I have a problem with making myself write. I hesitate to write because I become nervous and anxious about doing it. As someone who has been relatively confident throughout my life, I don’t know why I would be afraid and nervous and, for the lack of any better words right now, unconfident about writing.
There’s nothing specific that makes me afraid about writing; I haven’t had anyone say “you’re a terrible writer” or, “you shouldn’t write about this.” Instead I just get the idea in my head that I’m not good at writing, or that I don’t have any significant ideas that are worth writing about.
And this doubt and anxieties are bull! I absolutely love writing; I love being able to tell stories that I find I can’t tell when I’m talking to people, I like creating characters, I like the physical act of writing with a nice pen on quality paper. But then I become excessively anxious about putting words down and I decide to not write for week and weeks. That, of course, then turns my anxiety into more of a problem, because when I finally do go to write I can’t seem to actually get anything out because it’s been so long since I’ve written.

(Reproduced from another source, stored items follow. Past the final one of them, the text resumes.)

//! Configuration structures for content system clients

use serde::{Deserialize, Serialize};
use std::str::FromStr;
use std::time::Duration;

use crate::error::Result;
use crate::retry::RetryPolicy;

/// Default content system API root
pub const DEFAULT_CONTENT_SYSTEM_URL: &str = "https://content-system.gog.com";
/// Default CDN root serving meta documents
pub const DEFAULT_CDN_URL: &str = "https://cdn.gog.com";

/// Endpoints, credentials and transport settings of a [`ContentClient`]
///
/// [`ContentClient`]: crate::ContentClient
#[derive(Debug, Clone, Serialize, Deserialize)]
pub struct ClientConfig {
    /// Content system API root (build listings, secure links)
    pub content_system_url: String,

    /// CDN root (generation-2 meta documents)
    pub cdn_url: String,

    /// Bearer token attached to every request, already refreshed
    #[serde(skip_serializing)]
    pub access_token: Option<String>,

    /// Connection timeout
    pub connect_timeout: Duration,

    /// Request timeout
    pub request_timeout: Duration,

    /// User agent sent with every request
    pub user_agent: String,

    /// Retry policy of the HTTP transport
    pub retry_policy: RetryPolicy,
}

impl Default for ClientConfig {
    fn default() -> Self {
        Self {
            content_system_url: DEFAULT_CONTENT_SYSTEM_URL.to_string(),
            cdn_url: DEFAULT_CDN_URL.to_string(),
            access_token: None,
            connect_timeout: Duration::from_secs(10),
            request_timeout: Duration::from_secs(30),
            user_agent: default_user_agent(),
            retry_policy: RetryPolicy::default(),
        }
    }
}

fn default_user_agent() -> String {
    format!("gogcs-protocol/{}", env!("CARGO_PKG_VERSION"))
}

impl ClientConfig {
    /// Create configuration from environment variables
    pub fn from_env() -> Result<Self> {
        Ok(Self {
            content_system_url: std::env::var("GOGCS_CONTENT_SYSTEM_URL")
                .unwrap_or_else(|_| DEFAULT_CONTENT_SYSTEM_URL.to_string()),
            cdn_url: std::env::var("GOGCS_CDN_URL")
                .unwrap_or_else(|_| DEFAULT_CDN_URL.to_string()),
            access_token: std::env::var("GOGCS_ACCESS_TOKEN")
                .ok()
                .filter(|token| !token.is_empty()),
            connect_timeout: Duration::from_secs(env_or("GOGCS_CONNECT_TIMEOUT", 10)),
            request_timeout: Duration::from_secs(env_or("GOGCS_REQUEST_TIMEOUT", 30)),
            user_agent: std::env::var("GOGCS_USER_AGENT").unwrap_or_else(|_| default_user_agent()),
            retry_policy: RetryPolicy::from_env()?,
        })
    }

    /// Point the content system and CDN roots at one base URL
    ///
    /// Useful against a mirror or a mock server that serves both.
    #[must_use]
    pub fn with_base_url(mut self, base_url: &str) -> Self {
        let base_url = base_url.trim_end_matches('/').to_string();
        self.content_system_url.clone_from(&base_url);
        self.cdn_url = base_url;
        self
    }

    /// Set the bearer token
    #[must_use]
    pub fn with_access_token(mut self, token: impl Into<String>) -> Self {
        self.access_token = Some(token.into());
        self
    }
}

/// Parse an environment variable, falling back when unset or malformed
pub(crate) fn env_or<T: FromStr>(name: &str, default: T) -> T {
    std::env::var(name)
        .ok()
        .and_then(|value| value.trim().parse().ok())
        .unwrap_or(default)
}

This is the point when I think I have the most doubts about not having anything useful or unique to say … or, really, anything to say at all. And even though I acknowledge the ridiculousness of these thoughts, my anxious little brain doesn’t care. And then there is the feeling that that everything I have written has been said, but possibly probably definitely said better than I will ever say it. I also worry that whatever I write is trite and clichéd.

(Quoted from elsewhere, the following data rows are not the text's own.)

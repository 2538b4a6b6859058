//! Depot handles with lazily loaded manifests
//!
//! A handle pairs a parsed depot entry with a [`LazyField`] for its
//! manifest. Cloning a handle shares the field, so a manifest is fetched at
//! most once per depot no matter how many clones ask for it.

use gogcs_formats::v1::{DepotManifestV1, DepotV1};
use gogcs_formats::v2::{DepotManifestV2, DepotV2, meta_url};
use gogcs_formats::{Generation, ManifestError};
use std::sync::Arc;
use tracing::debug;

use crate::error::Result;
use crate::lazy::LazyField;
use crate::transport::ContentFetcher;

struct DepotInner<D, M> {
    depot: D,
    fetcher: Arc<dyn ContentFetcher>,
    manifest: LazyField<M>,
}

/// Generation-1 depot whose manifest is fetched by URL
#[derive(Clone)]
pub struct RemoteDepotV1 {
    inner: Arc<DepotInner<DepotV1, DepotManifestV1>>,
}

impl RemoteDepotV1 {
    pub(crate) fn new(depot: DepotV1, fetcher: Arc<dyn ContentFetcher>) -> Self {
        Self {
            inner: Arc::new(DepotInner {
                depot,
                fetcher,
                manifest: LazyField::new(),
            }),
        }
    }

    /// Parsed depot entry
    pub fn depot(&self) -> &DepotV1 {
        &self.inner.depot
    }

    /// URL the manifest is fetched from
    pub fn manifest_url(&self) -> String {
        self.inner.depot.manifest_url()
    }

    /// Manifest id derived from the manifest filename
    pub fn manifest_id(&self) -> std::result::Result<&str, ManifestError> {
        self.inner.depot.manifest_id()
    }

    /// Manifest, if it has been loaded
    pub fn manifest(&self) -> Option<Arc<DepotManifestV1>> {
        self.inner.manifest.get()
    }

    /// Return the manifest, fetching it on first use
    pub async fn load_manifest(&self) -> Result<Arc<DepotManifestV1>> {
        self.inner.manifest.get_or_load(|| self.fetch_manifest()).await
    }

    /// Fetch the manifest again and replace the loaded one
    pub async fn update_manifest(&self) -> Result<Arc<DepotManifestV1>> {
        self.inner.manifest.reload(|| self.fetch_manifest()).await
    }

    async fn fetch_manifest(&self) -> Result<DepotManifestV1> {
        let url = self.manifest_url();
        debug!(url = %url, "Fetching generation-1 depot manifest");
        let data = self.inner.fetcher.fetch_document(&url, false).await?;
        Ok(DepotManifestV1::parse(&data)?)
    }
}

/// Generation-2 depot whose manifest is fetched compressed by id
#[derive(Clone)]
pub struct RemoteDepotV2 {
    inner: Arc<DepotInner<DepotV2, DepotManifestV2>>,
    cdn_url: Arc<str>,
}

impl RemoteDepotV2 {
    pub(crate) fn new(depot: DepotV2, cdn_url: Arc<str>, fetcher: Arc<dyn ContentFetcher>) -> Self {
        Self {
            inner: Arc::new(DepotInner {
                depot,
                fetcher,
                manifest: LazyField::new(),
            }),
            cdn_url,
        }
    }

    /// Parsed depot entry
    pub fn depot(&self) -> &DepotV2 {
        &self.inner.depot
    }

    /// Opaque manifest id
    pub fn manifest_id(&self) -> &str {
        &self.inner.depot.manifest_id
    }

    /// Meta endpoint URL the manifest is fetched from
    pub fn manifest_url(&self) -> std::result::Result<String, ManifestError> {
        meta_url(&self.cdn_url, &self.inner.depot.manifest_id)
    }

    /// Manifest, if it has been loaded
    pub fn manifest(&self) -> Option<Arc<DepotManifestV2>> {
        self.inner.manifest.get()
    }

    /// Return the manifest, fetching it on first use
    pub async fn load_manifest(&self) -> Result<Arc<DepotManifestV2>> {
        self.inner.manifest.get_or_load(|| self.fetch_manifest()).await
    }

    /// Fetch the manifest again and replace the loaded one
    pub async fn update_manifest(&self) -> Result<Arc<DepotManifestV2>> {
        self.inner.manifest.reload(|| self.fetch_manifest()).await
    }

    async fn fetch_manifest(&self) -> Result<DepotManifestV2> {
        let url = self.manifest_url()?;
        debug!(url = %url, "Fetching generation-2 depot manifest");
        let data = self.inner.fetcher.fetch_document(&url, true).await?;
        Ok(DepotManifestV2::parse(&data)?)
    }
}

/// Depot handle of either generation
#[derive(Clone)]
pub enum RemoteDepot {
    /// Depot of a generation-1 repository
    GenerationOne(RemoteDepotV1),
    /// Depot of a generation-2 repository
    GenerationTwo(RemoteDepotV2),
}

/// Loaded manifest of either generation
#[derive(Debug, Clone)]
pub enum DepotManifest {
    /// Flat file list with directories and links
    GenerationOne(Arc<DepotManifestV1>),
    /// Chunked files addressed by compressed md5
    GenerationTwo(Arc<DepotManifestV2>),
}

impl RemoteDepot {
    /// Schema generation of the depot
    pub const fn generation(&self) -> Generation {
        match self {
            Self::GenerationOne(_) => Generation::One,
            Self::GenerationTwo(_) => Generation::Two,
        }
    }

    /// Normalized languages of the depot
    pub fn languages(&self) -> &[String] {
        match self {
            Self::GenerationOne(depot) => &depot.depot().languages,
            Self::GenerationTwo(depot) => &depot.depot().languages,
        }
    }

    /// Installed size of the depot
    pub fn size(&self) -> u64 {
        match self {
            Self::GenerationOne(depot) => depot.depot().size,
            Self::GenerationTwo(depot) => depot.depot().size,
        }
    }

    /// Manifest, if it has been loaded
    pub fn manifest(&self) -> Option<DepotManifest> {
        match self {
            Self::GenerationOne(depot) => depot.manifest().map(DepotManifest::GenerationOne),
            Self::GenerationTwo(depot) => depot.manifest().map(DepotManifest::GenerationTwo),
        }
    }

    /// Return the manifest, fetching it on first use
    pub async fn load_manifest(&self) -> Result<DepotManifest> {
        match self {
            Self::GenerationOne(depot) => depot.load_manifest().await.map(DepotManifest::GenerationOne),
            Self::GenerationTwo(depot) => depot.load_manifest().await.map(DepotManifest::GenerationTwo),
        }
    }

    /// Fetch the manifest again and replace the loaded one
    pub async fn update_manifest(&self) -> Result<DepotManifest> {
        match self {
            Self::GenerationOne(depot) => depot
                .update_manifest()
                .await
                .map(DepotManifest::GenerationOne),
            Self::GenerationTwo(depot) => depot
                .update_manifest()
                .await
                .map(DepotManifest::GenerationTwo),
        }
    }
}

impl DepotManifest {
    /// Number of files in the manifest
    pub fn file_count(&self) -> usize {
        match self {
            Self::GenerationOne(manifest) => manifest.files.len(),
            Self::GenerationTwo(manifest) => manifest.files.len(),
        }
    }

    /// Installed size of all files with a known size
    pub fn total_size(&self) -> u64 {
        match self {
            Self::GenerationOne(manifest) => manifest.total_size(),
            Self::GenerationTwo(manifest) => manifest.total_size(),
        }
    }
}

I think I know one of the reasons why I feel this way: I read too many amazing books by amazing authors.
Actually, this really isn’t a problem. The real problem is that while I’m reading these books I then compare myself to authors who have been writing for 20, 30, 40 years and have won Nobel Prizes or Man Booker Prizes or what-have-you. It’s absolutely silly for me to look at these authors and their vivid, wonderful stories and I say to myself that I’m never going to write as well as these established authors.
And I might not ever be as good of a writer, but that doesn’t really matter. And a sure-fire way for me to never be as good is to worry about how I’m not a good writer now. But that takes time, and I think the important thing now is for me actually enjoy myself while I’m writing – to like the process and the topics and the general feeling of getting thoughts down on paper.

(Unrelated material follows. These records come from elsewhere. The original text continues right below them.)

use std::collections::BTreeMap;

use serde::{Deserialize, Serialize};

use super::SCHEMA_VERSION;
use crate::document::{string_from_any, strings_from_any, u64_from_any, versioned_document};
use crate::error::{ManifestError, Result};
use crate::normalization::{self, Os};

/// Generation-1 install description of a build
#[derive(Debug, Clone, PartialEq, Eq, Serialize)]
pub struct RepositoryV1 {
    /// URL the repository was fetched from
    pub url: String,
    /// Repository timestamp as sent by the server
    pub timestamp: String,
    /// Content depots
    pub depots: Vec<DepotV1>,
    /// Redistributables installed alongside the game
    pub redistributables: Vec<Redistributable>,
    /// Commands run from the support directory
    pub support_commands: Vec<SupportCommand>,
    /// Default install directory name
    pub install_directory: String,
    /// Product id of the base game
    pub root_game_id: String,
    /// Sub-products (base game and DLCs) the build covers
    pub products: Vec<ProductV1>,
    /// Internal project name
    pub project_name: String,
}

/// One OS/language-scoped slice of generation-1 content
#[derive(Debug, Clone, PartialEq, Eq, Serialize)]
pub struct DepotV1 {
    /// URL of the repository that declared this depot
    pub url: String,
    /// Normalized language tags
    pub languages: Vec<String>,
    /// Installed size in bytes
    pub size: u64,
    /// Product ids the depot applies to
    pub game_ids: Vec<String>,
    /// Normalized systems the depot applies to
    pub systems: Vec<Os>,
    /// Manifest filename, relative to [`DepotV1::url`]
    pub manifest_name: String,
}

impl DepotV1 {
    /// URL of the depot manifest
    ///
    /// The trailing filename segment of the repository URL is replaced by
    /// the manifest filename.
    pub fn manifest_url(&self) -> String {
        let directory = self.url.rfind('/').map_or("", |slash| &self.url[..=slash]);
        format!("{directory}{}", self.manifest_name)
    }

    /// Manifest id, the manifest filename without its `.json` extension
    pub fn manifest_id(&self) -> Result<&str> {
        self.manifest_name
            .strip_suffix(".json")
            .filter(|id| !id.is_empty())
            .ok_or_else(|| ManifestError::InvalidManifestReference(self.manifest_name.clone()))
    }

    /// First system the depot applies to
    pub fn os(&self) -> Option<&Os> {
        self.systems.first()
    }
}

/// Redistributable package shipped with a build
#[derive(Debug, Clone, PartialEq, Eq, Serialize, Deserialize)]
pub struct Redistributable {
    /// Redistributable name
    pub redist: String,
    /// Installer executable
    #[serde(default)]
    pub executable: String,
    /// Installer arguments
    #[serde(default)]
    pub argument: String,
    /// Download size in bytes
    #[serde(default, deserialize_with = "u64_from_any")]
    pub size: u64,
}

/// Command executed from the support directory during installation
#[derive(Debug, Clone, PartialEq, Eq, Serialize, Deserialize)]
pub struct SupportCommand {
    /// Normalized languages the command applies to
    #[serde(default, deserialize_with = "normalization::languages")]
    pub languages: Vec<String>,
    /// Executable path
    pub executable: String,
    /// Product the command belongs to
    #[serde(rename = "gameID", default, deserialize_with = "string_from_any")]
    pub game_id: String,
    /// Normalized systems the command applies to
    #[serde(default, deserialize_with = "normalization::systems")]
    pub systems: Vec<Os>,
    /// Command arguments
    #[serde(default)]
    pub argument: String,
}

/// Sub-product descriptor
#[derive(Debug, Clone, PartialEq, Eq, Serialize, Deserialize)]
pub struct ProductV1 {
    /// Product id
    #[serde(rename = "gameID", deserialize_with = "string_from_any")]
    pub game_id: String,
    /// Localized product names keyed by language
    #[serde(default)]
    pub name: BTreeMap<String, String>,
    /// Whether the product can be installed on its own
    #[serde(default)]
    pub standalone: bool,
    /// Product this one depends on, empty when none
    #[serde(default)]
    pub dependency: String,
}

#[derive(Deserialize)]
struct RawRepository {
    product: RawProduct,
}

#[derive(Deserialize)]
struct RawProduct {
    #[serde(default, deserialize_with = "string_from_any")]
    timestamp: String,
    #[serde(default)]
    depots: Vec<RawDepotEntry>,
    #[serde(default)]
    support_commands: Vec<SupportCommand>,
    #[serde(rename = "installDirectory", default)]
    install_directory: String,
    #[serde(rename = "rootGameID", default, deserialize_with = "string_from_any")]
    root_game_id: String,
    #[serde(rename = "gameIDs", default)]
    game_ids: Vec<ProductV1>,
    #[serde(rename = "projectName", default)]
    project_name: String,
}

// Depots reference a manifest, redistributables do not.
#[derive(Deserialize)]
#[serde(untagged)]
enum RawDepotEntry {
    Depot(RawDepot),
    Redist(Redistributable),
}

#[derive(Deserialize)]
struct RawDepot {
    #[serde(default, deserialize_with = "normalization::languages")]
    languages: Vec<String>,
    #[serde(deserialize_with = "u64_from_any")]
    size: u64,
    #[serde(rename = "gameIDs", default, deserialize_with = "strings_from_any")]
    game_ids: Vec<String>,
    #[serde(default, deserialize_with = "normalization::systems")]
    systems: Vec<Os>,
    manifest: String,
}

impl RepositoryV1 {
    /// Parse a generation-1 repository fetched from `url`
    ///
    /// # Errors
    /// Returns error if:
    /// - The document's `version` is not 1
    /// - The document does not match the generation-1 repository shape
    pub fn parse(data: &[u8], url: &str) -> Result<Self> {
        let value = versioned_document(data, SCHEMA_VERSION)?;
        let raw: RawRepository = serde_json::from_value(value)?;
        let product = raw.product;

        let mut depots = Vec::new();
        let mut redistributables = Vec::new();
        for entry in product.depots {
            match entry {
                RawDepotEntry::Depot(depot) => depots.push(DepotV1 {
                    url: url.to_string(),
                    languages: depot.languages,
                    size: depot.size,
                    game_ids: depot.game_ids,
                    systems: depot.systems,
                    manifest_name: depot.manifest,
                }),
                RawDepotEntry::Redist(redist) => redistributables.push(redist),
            }
        }

        Ok(Self {
            url: url.to_string(),
            timestamp: product.timestamp,
            depots,
            redistributables,
            support_commands: product.support_commands,
            install_directory: product.install_directory,
            root_game_id: product.root_game_id,
            products: product.game_ids,
            project_name: product.project_name,
        })
    }

    /// Depots applicable to a system and language
    ///
    /// Depots with the neutral language `*` match every language.
    pub fn depots_for<'a>(&'a self, os: &'a Os, language: &'a str) -> impl Iterator<Item = &'a DepotV1> {
        self.depots.iter().filter(move |depot| {
            depot.systems.contains(os)
                && depot
                    .languages
                    .iter()
                    .any(|lang| lang == "*" || lang == language)
        })
    }

    /// Total installed size of all depots
    pub fn total_size(&self) -> u64 {
        self.depots
            .iter()
            .map(|depot| depot.size)
            .fold(0, u64::saturating_add)
    }
}

#[cfg(test)]
#[allow(clippy::expect_used, clippy::unwrap_used)]
mod tests {
    use super::*;
    use pretty_assertions::assert_eq;

    const URL: &str =
        "https://cdn.gog.com/content-system/v1/manifests/1207658924/windows/37794096/repository.json";

    fn repository_json(version: u64) -> String {
        format!(
            r#"{{
                "version": {version},
                "product": {{
                    "timestamp": 1441894528,
                    "depots": [
                        {{
                            "languages": ["English", "german"],
                            "size": "2048",
                            "gameIDs": ["1207658924"],
                            "systems": ["Windows"],
                            "manifest": "5a1c3f1d-0af1-4b85-a3b2-c01a1b9c7d6b.json"
                        }},
                        {{
                            "languages": ["Neutral"],
                            "size": 512,
                            "gameIDs": [1207658925],
                            "systems": ["osx"],
                            "manifest": "0c3c5a51-bb37-4b2a-8d3c-51b0fa3a1b2d.json"
                        }},
                        {{
                            "redist": "DirectX",
                            "executable": "__redist/DirectX/DXSETUP.exe",
                            "argument": "/silent",
                            "size": "0"
                        }}
                    ],
                    "support_commands": [
                        {{
                            "languages": ["Neutral"],
                            "executable": "/gog_galaxy_support.exe",
                            "gameID": "1207658924",
                            "systems": ["Windows"],
                            "argument": ""
                        }}
                    ],
                    "installDirectory": "Unreal Tournament 2004",
                    "rootGameID": "1207658924",
                    "gameIDs": [
                        {{
                            "gameID": "1207658924",
                            "name": {{"en": "Unreal Tournament 2004"}},
                            "standalone": true,
                            "dependency": ""
                        }}
                    ],
                    "projectName": "UT2004"
                }}
            }}"#
        )
    }

    #[test]
    fn test_parse_repository() {
        let repo = RepositoryV1::parse(repository_json(1).as_bytes(), URL)
            .expect("Operation should succeed");

        assert_eq!(repo.timestamp, "1441894528");
        assert_eq!(repo.depots.len(), 2);
        assert_eq!(repo.redistributables.len(), 1);
        assert_eq!(repo.redistributables[0].redist, "DirectX");
        assert_eq!(repo.support_commands[0].languages, vec!["*".to_string()]);
        assert_eq!(repo.install_directory, "Unreal Tournament 2004");
        assert_eq!(repo.root_game_id, "1207658924");
        assert_eq!(repo.products[0].name["en"], "Unreal Tournament 2004");
        assert!(repo.products[0].standalone);
        assert_eq!(repo.project_name, "UT2004");
        assert_eq!(repo.total_size(), 2560);

        let depot = &repo.depots[0];
        assert_eq!(depot.languages, vec!["en-US".to_string(), "de-DE".to_string()]);
        assert_eq!(depot.size, 2048);
        assert_eq!(depot.os(), Some(&Os::Windows));

        let mac = &repo.depots[1];
        assert_eq!(mac.systems, vec![Os::Mac]);
        assert_eq!(mac.game_ids, vec!["1207658925".to_string()]);
    }

    #[test]
    fn test_manifest_url_replaces_filename() {
        let repo = RepositoryV1::parse(repository_json(1).as_bytes(), URL)
            .expect("Operation should succeed");
        assert_eq!(
            repo.depots[0].manifest_url(),
            "https://cdn.gog.com/content-system/v1/manifests/1207658924/windows/37794096/5a1c3f1d-0af1-4b85-a3b2-c01a1b9c7d6b.json"
        );
    }

    #[test]
    fn test_manifest_url_property() {
        let depot = DepotV1 {
            url: "https://host/x/y/file.json".to_string(),
            languages: Vec::new(),
            size: 0,
            game_ids: Vec::new(),
            systems: Vec::new(),
            manifest_name: "depot.json".to_string(),
        };
        assert_eq!(depot.manifest_url(), "https://host/x/y/depot.json");
        assert_eq!(depot.manifest_id().unwrap(), "depot");
    }

    #[test]
    fn test_manifest_id_requires_json_suffix() {
        let depot = DepotV1 {
            url: URL.to_string(),
            languages: Vec::new(),
            size: 0,
            game_ids: Vec::new(),
            systems: Vec::new(),
            manifest_name: "depot.xml".to_string(),
        };
        assert!(matches!(
            depot.manifest_id(),
            Err(ManifestError::InvalidManifestReference(_))
        ));
    }

    #[test]
    fn test_depots_for() {
        let repo = RepositoryV1::parse(repository_json(1).as_bytes(), URL)
            .expect("Operation should succeed");
        assert_eq!(repo.depots_for(&Os::Windows, "de-DE").count(), 1);
        assert_eq!(repo.depots_for(&Os::Windows, "fr-FR").count(), 0);
        assert_eq!(repo.depots_for(&Os::Mac, "fr-FR").count(), 1);
    }

    #[test]
    fn test_schema_mismatch() {
        assert!(matches!(
            RepositoryV1::parse(repository_json(2).as_bytes(), URL),
            Err(ManifestError::SchemaMismatch {
                expected: 1,
                found: 2
            })
        ));
    }
}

My other two anxieties I have about writing go hand-in-hand. Often when I am writing I tend to hold back on my feelings. I think too much about how I don’t want to be perceived as foolish or too emotional. I think I’m quite closed with a lot of people, and writing what I feel just opens up this whole fear that people will recognize who or what or why I am writing an emotional piece and possibly judge me for that.
I think this comes from the fact that I tend to be a private, not very outwardly emotional person. So when my writing is emotional or personal I become very uncomfortable at the prospect of any hypothetical readers sitting and feeling what I feel. And then I begin to “self-censor” myself and not write things that I really want to write.
So, here it is, all my anxieties laid out on the table. I’m not sure if there is a solution to my problems. Or, at least, not a particularly profound solution. My anxieties about writing just have to be worked through, I think. I have to tell myself that the more I write, even if 90 percent of it is crap, I will get better, eventually.
The next thing I have to do is perhaps a bit harder: I have to actively seek an audience. Just writing that makes me panic a bit. But the truth is that any feedback is better than no feedback. And I’m at the point where I’m tired of sitting on stories that I really enjoyed writing and think are good because I’m afraid a friend or a family member won’t like it. What is the possibility of someone I love reading a piece I wrote and saying “oh, Elizabeth, that was really bad. You should never write again”? In reality, they’re more likely to praise me and not give me any criticism (constructive or not).
So I’ve made a goal for myself to try to write most or all of a short story each week and show it to a friend. It’s not a difficult goal to keep, and I think it allows me to be flexible if I have some days of self doubt.